Take every line from the listing below that includes "Debug" and copy it.
** Records provided follows **
//! Conversion between the array layout (one [`Ray`] per ray) and the batched layout
//! ([`RayPacket`]s of `W::LANES` rays).

use simba::simd::SimdValue as _;
use thiserror::Error;

use crate::{
    geometry::{WorldVector, octant},
    ray::{INVALID_ID, Ray, RayPacket},
    util::simba::SimdFloat,
};

#[derive(Debug, Error, Clone, PartialEq, Eq)]
pub enum LayoutError {
    #[error("{rays} rays need {needed} packets, only {available} given")]
    NotEnoughPackets {
        rays: usize,
        needed: usize,
        available: usize,
    },

    #[error("{rays} rays do not fit into {lanes} packet lanes")]
    TooManyRays { rays: usize, lanes: usize },
}

/// Direction bounds of the active rays of a batch.
#[derive(Copy, Clone, Debug, PartialEq)]
pub struct BatchSummary {
    pub min_direction: WorldVector,
    pub max_direction: WorldVector,
    /// Direction sign bits that differ between the rays (the sign bits of the minimum and
    /// maximum direction XORed), zero iff all rays lie in one octant.
    /// Signed zeros count by their sign bit. An empty batch spans all octants.
    pub octant_span: usize,
    pub ray_count: usize,
}

/// Accumulates a [`BatchSummary`].
struct SummaryBuilder {
    min_direction: WorldVector,
    max_direction: WorldVector,
    any_negative: usize,
    all_negative: usize,
    ray_count: usize,
}

impl SummaryBuilder {
    fn new() -> Self {
        SummaryBuilder {
            min_direction: WorldVector::repeat(f32::INFINITY),
            max_direction: WorldVector::repeat(f32::NEG_INFINITY),
            any_negative: 0,
            all_negative: 0b111,
            ray_count: 0,
        }
    }

    fn add(&mut self, direction: &WorldVector) {
        self.min_direction = self.min_direction.inf(direction);
        self.max_direction = self.max_direction.sup(direction);
        self.any_negative |= octant(direction);
        self.all_negative &= octant(direction);
        self.ray_count += 1;
    }

    fn finish(self) -> BatchSummary {
        BatchSummary {
            min_direction: self.min_direction,
            max_direction: self.max_direction,
            octant_span: if self.ray_count == 0 {
                0b111
            } else {
                self.any_negative ^ self.all_negative
            },
            ray_count: self.ray_count,
        }
    }
}

/// How much of the hit record [`to_array`] copies back.
#[derive(Copy, Clone, Debug, PartialEq, Eq)]
pub enum CopyMode {
    /// Distance, normal, barycentrics and ids.
    Intersect,
    /// Only the geometry id, which marks occlusion.
    Occluded,
}

/// Packs `rays` into `packets`, ray `i` goes to lane `i % W::LANES` of packet `i / W::LANES`.
///
/// `tnear` is clamped to zero and the hit ids are reset, so that only hits found by the following
/// traversal are copied back. Lanes without a ray, including any surplus packets, become inactive.
pub fn to_batched<W: SimdFloat>(
    rays: &[Ray],
    packets: &mut [RayPacket<W>],
) -> Result<BatchSummary, LayoutError> {
    let needed = rays.len().div_ceil(W::LANES);
    if packets.len() < needed {
        return Err(LayoutError::NotEnoughPackets {
            rays: rays.len(),
            needed,
            available: packets.len(),
        });
    }

    let mut summary = SummaryBuilder::new();
    let mut chunks = rays.chunks(W::LANES);
    for packet in packets.iter_mut() {
        *packet = RayPacket::inactive();
        let Some(chunk) = chunks.next() else {
            continue;
        };
        for (lane, ray) in chunk.iter().enumerate() {
            let mut ray = *ray;
            ray.tnear = ray.tnear.max(0.0);
            ray.instance_id = INVALID_ID;
            ray.geometry_id = INVALID_ID;
            ray.primitive_id = INVALID_ID;
            if ray.is_active() {
                summary.add(&ray.direction);
            }
            packet.set(lane, &ray);
        }
    }

    Ok(summary.finish())
}

/// Direction summary of the active lanes of an already batched stream.
pub fn summarize_batched<W: SimdFloat>(packets: &[RayPacket<W>]) -> BatchSummary {
    let mut summary = SummaryBuilder::new();
    for packet in packets {
        for lane in packet.active_lanes() {
            summary.add(&packet.direction.extract(lane));
        }
    }
    summary.finish()
}

/// Copies hit records back from `packets` into `rays`, the inverse of [`to_batched`].
///
/// Only lanes with a valid geometry id are copied, other rays keep their previous state.
pub fn to_array<W: SimdFloat>(
    packets: &[RayPacket<W>],
    rays: &mut [Ray],
    mode: CopyMode,
) -> Result<(), LayoutError> {
    let lanes = packets.len() * W::LANES;
    if rays.len() > lanes {
        return Err(LayoutError::TooManyRays {
            rays: rays.len(),
            lanes,
        });
    }
    copy_to_array(packets, rays, mode);
    Ok(())
}

/// [`to_array`] without the size check, rays beyond the packets are left alone.
pub(super) fn copy_to_array<W: SimdFloat>(packets: &[RayPacket<W>], rays: &mut [Ray], mode: CopyMode) {
    for (packet, chunk) in packets.iter().zip(rays.chunks_mut(W::LANES)) {
        for (lane, ray) in chunk.iter_mut().enumerate() {
            let geometry_id = packet.geometry_id.as_ref()[lane];
            if geometry_id == INVALID_ID {
                continue;
            }
            match mode {
                CopyMode::Occluded => ray.geometry_id = geometry_id,
                CopyMode::Intersect => {
                    let hit = packet.get(lane);
                    ray.tfar = hit.tfar;
                    ray.normal = hit.normal;
                    ray.u = hit.u;
                    ray.v = hit.v;
                    ray.instance_id = hit.instance_id;
                    ray.geometry_id = hit.geometry_id;
                    ray.primitive_id = hit.primitive_id;
                }
            }
        }
    }
}

#[cfg(test)]
mod tests {
    use super::*;
    use crate::{geometry::WorldPoint, util::LaneMask};
    use assert2::{assert, let_assert};
    use test_case::test_case;
    use simba::simd::{SimdValue as _, WideF32x4};

    fn ray(direction: [f32; 3]) -> Ray {
        Ray::builder()
            .origin(WorldPoint::new(0.0, 0.0, 0.0))
            .direction(direction.into())
            .tnear(-1.0)
            .tfar(100.0)
            .build()
    }

    #[test]
    fn pads_trailing_lanes() {
        let rays = vec![ray([1.0, 1.0, 1.0]); 6];
        let mut packets = [RayPacket::<WideF32x4>::inactive(); 3];
        let_assert!(Ok(summary) = to_batched(&rays, &mut packets));
        assert!(summary.ray_count == 6);
        assert!(packets[0].active_lanes() == LaneMask::first(4));
        assert!(packets[1].active_lanes() == LaneMask::first(2));
        assert!(packets[2].active_lanes().is_empty());
        assert!(packets[0].tnear.extract(1) == 0.0);
        assert!(packets[1].tfar.extract(3) == f32::NEG_INFINITY);
    }

    #[test_case(&[[1.0, 2.0, 3.0], [0.5, 0.1, 9.0]], 0 ; "one_octant")]
    #[test_case(&[[1.0, 2.0, 3.0], [-0.5, 0.1, 9.0]], 0b001 ; "x_differs")]
    #[test_case(&[[1.0, -2.0, 3.0], [0.5, 0.1, -9.0]], 0b110 ; "yz_differ")]
    #[test_case(&[[0.0, 1.0, 1.0], [-0.0, 1.0, 1.0]], 0b001 ; "signed_zero")]
    fn octant_span(directions: &[[f32; 3]], expected: usize) {
        let rays: Vec<_> = directions.iter().map(|d| ray(*d)).collect();
        let mut packets = [RayPacket::<WideF32x4>::inactive(); 1];
        let_assert!(Ok(summary) = to_batched(&rays, &mut packets));
        assert!(summary.octant_span == expected);
        assert!(summarize_batched(&packets) == summary);
    }

    #[test]
    fn inactive_rays_do_not_widen_summary() {
        let mut rays = vec![ray([1.0, 1.0, 1.0]), ray([-1.0, -1.0, -1.0])];
        rays[1].tfar = -5.0;
        let mut packets = [RayPacket::<WideF32x4>::inactive(); 1];
        let_assert!(Ok(summary) = to_batched(&rays, &mut packets));
        assert!(summary.ray_count == 1);
        assert!(summary.octant_span == 0);
    }

    #[test]
    fn empty_batch_spans_everything() {
        let mut packets = [RayPacket::<WideF32x4>::inactive(); 1];
        let_assert!(Ok(summary) = to_batched(&[], &mut packets));
        assert!(summary.ray_count == 0);
        assert!(summary.octant_span == 0b111);
    }

    #[test]
    fn rejects_short_buffers() {
        let rays = vec![ray([1.0, 1.0, 1.0]); 5];
        let mut packets = [RayPacket::<WideF32x4>::inactive(); 1];
        assert!(
            to_batched(&rays, &mut packets)
                == Err(LayoutError::NotEnoughPackets {
                    rays: 5,
                    needed: 2,
                    available: 1
                })
        );
        let mut rays = rays;
        assert!(
            to_array(&packets, &mut rays, CopyMode::Intersect)
                == Err(LayoutError::TooManyRays { rays: 5, lanes: 4 })
        );
    }

    #[test]
    fn copies_back_only_hit_lanes() {
        let mut rays = vec![ray([0.0, 0.0, 1.0]); 3];
        rays[2].geometry_id = 11;
        rays[2].tfar = 50.0;
        let mut packets = [RayPacket::<WideF32x4>::inactive(); 1];
        to_batched(&rays, &mut packets).unwrap();

        let mut hit = packets[0].get(0);
        hit.tfar = 4.0;
        hit.u = 0.25;
        hit.geometry_id = 2;
        hit.primitive_id = 7;
        packets[0].set_hit(0, &hit);

        to_array(&packets, &mut rays, CopyMode::Intersect).unwrap();
        assert!(rays[0].tfar == 4.0);
        assert!(rays[0].u == 0.25);
        assert!(rays[0].primitive_id == 7);
        assert!(rays[0].tnear == -1.0);
        assert!(rays[1] == ray([0.0, 0.0, 1.0]));
        // An earlier hit survives when the batch found nothing closer
        assert!(rays[2].geometry_id == 11);
        assert!(rays[2].tfar == 50.0);
    }

    #[test]
    fn occluded_copies_geometry_id_only() {
        let mut rays = vec![ray([0.0, 0.0, 1.0]); 2];
        let mut packets = [RayPacket::<WideF32x4>::inactive(); 1];
        to_batched(&rays, &mut packets).unwrap();
        packets[0].geometry_id.as_mut()[1] = 0;
        packets[0].tfar.replace(1, 3.0);

        to_array(&packets, &mut rays, CopyMode::Occluded).unwrap();
        assert!(rays[0].geometry_id == INVALID_ID);
        assert!(rays[1].geometry_id == 0);
        assert!(rays[1].tfar == 100.0);
    }
}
** End of Records provided **
**Result of the exercise**
#[derive(Debug, Error, Clone, PartialEq, Eq)]
#[derive(Copy, Clone, Debug, PartialEq)]
#[derive(Copy, Clone, Debug, PartialEq, Eq)]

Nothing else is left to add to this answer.